Fibrovascular ingrowth and recurrent haemorrhage following diabetic vitrectomy

  1. James F West,
  2. Zdenek J Gregor
  1. Moorfields Eye Hospital, City Road, London EC1V 2PD
  1. Z J Gregor
  • Accepted 24 February 2000

Abstract

AIM To investigate the prevalence and the outcome of management of fibrovascular ingrowth (FVI) in eyes undergoing vitreous cavity washout (VCWO) following vitrectomy for diabetic retinopathy.

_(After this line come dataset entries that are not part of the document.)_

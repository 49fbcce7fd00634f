//! Implementation of the `glossa verify` command.

use std::path::PathBuf;
use std::sync::Arc;

use glossa::source::DirSource;
use glossa::{LanguageInfo, Localizer};
use owo_colors::{OwoColorize, Stream};
use serde::Serialize;

use crate::output::table::format_languages_table;

/// Arguments for the verify command.
#[derive(Debug, clap::Args)]
pub struct VerifyArgs {
    /// Directory containing `languages.json` and `<code>.json` catalogs
    #[arg(long, env = "GLOSSA_DIR", default_value = "language")]
    pub dir: PathBuf,

    /// Output as JSON
    #[arg(long)]
    pub json: bool,
}

#[derive(Serialize)]
struct VerifyJson {
    verified: bool,
    current: String,
    default: String,
    languages: Vec<LanguageInfo>,
}

/// Run the verify command.
///
/// Exits with `DATAERR` when the manifest is missing or declares a language
/// whose catalog does not exist.
pub async fn run_verify(args: VerifyArgs) -> miette::Result<i32> {
    let mut localizer = Localizer::builder()
        .source(Arc::new(DirSource::new(&args.dir)))
        .build();

    let verified = localizer.verify_catalogs().await;
    localizer
        .init()
        .await
        .map_err(|e| miette::miette!("Failed to initialize from {}: {}", args.dir.display(), e))?;

    if args.json {
        let output = VerifyJson {
            verified,
            current: localizer.current_language().to_string(),
            default: localizer.default_language().to_string(),
            languages: localizer.available_languages(),
        };
        let json = serde_json::to_string_pretty(&output)
            .map_err(|e| miette::miette!("Failed to serialize result: {}", e))?;
        println!("{}", json);
    } else {
        let table =
            format_languages_table(&localizer.available_languages(), &localizer.loaded_languages());
        println!("{}", table);
        println!("Default language: {}", localizer.default_language());
        if verified {
            println!(
                "{}",
                "All manifest languages verified".if_supports_color(Stream::Stdout, |t| t.green())
            );
        } else {
            println!(
                "{}",
                "Some manifest languages are missing; check languages.json"
                    .if_supports_color(Stream::Stdout, |t| t.red())
            );
        }
    }

    if verified {
        Ok(exitcode::OK)
    } else {
        Ok(exitcode::DATAERR)
    }
}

METHOD FVI was searched for at VCWO for in 19 consecutive eyes with proliferative diabetic retinopathy undergoing vitreous surgery for recurrent vitreous cavity haemorrhage over an 18 month period; the findings were correlated with the presence or absence of associated sclerotomy vessels externally. Eyes with richly vascularised ingrowths from the pars plana entry sites, as well as eyes with less extensive ingrowths but extensive retinal ablation applied at previous surgery for recurrent haemorrhage, underwent lensectomy and ciliary membrane dissection in addition to extensive retinopexy (n=6). Less severe cases received peripheral laser and cryotherapy only. The outcome of repeat surgery was studied prospectively in the 11 eyes with FVI.

RESULTS 11 of the 19 eyes had a definite FVI from one or more of the original pars plana sclerotomies. In six of 11 eyes with FVI a large external episcleral vessel was present entering the original sclerotomy sites at which ingrowth was found peroperatively, but such sclerotomy vessels were also present in three of eight eyes with no FVI detected on the internal aspect of the sclerotomy. Two patients were lost to follow up and the remaining nine patients with FVI had no further vitreous cavity haemorrhage during initial follow up of 2–5 months.

CONCLUSIONS FVI has until now been considered an infrequent occurrence following vitrectomy for diabetic retinopathy. These findings would suggest that it is not uncommon and careful examination of the sclerotomy sites should be undertaken in all cases with recurrent haemorrhage and if FVI is found this should be treated appropriately.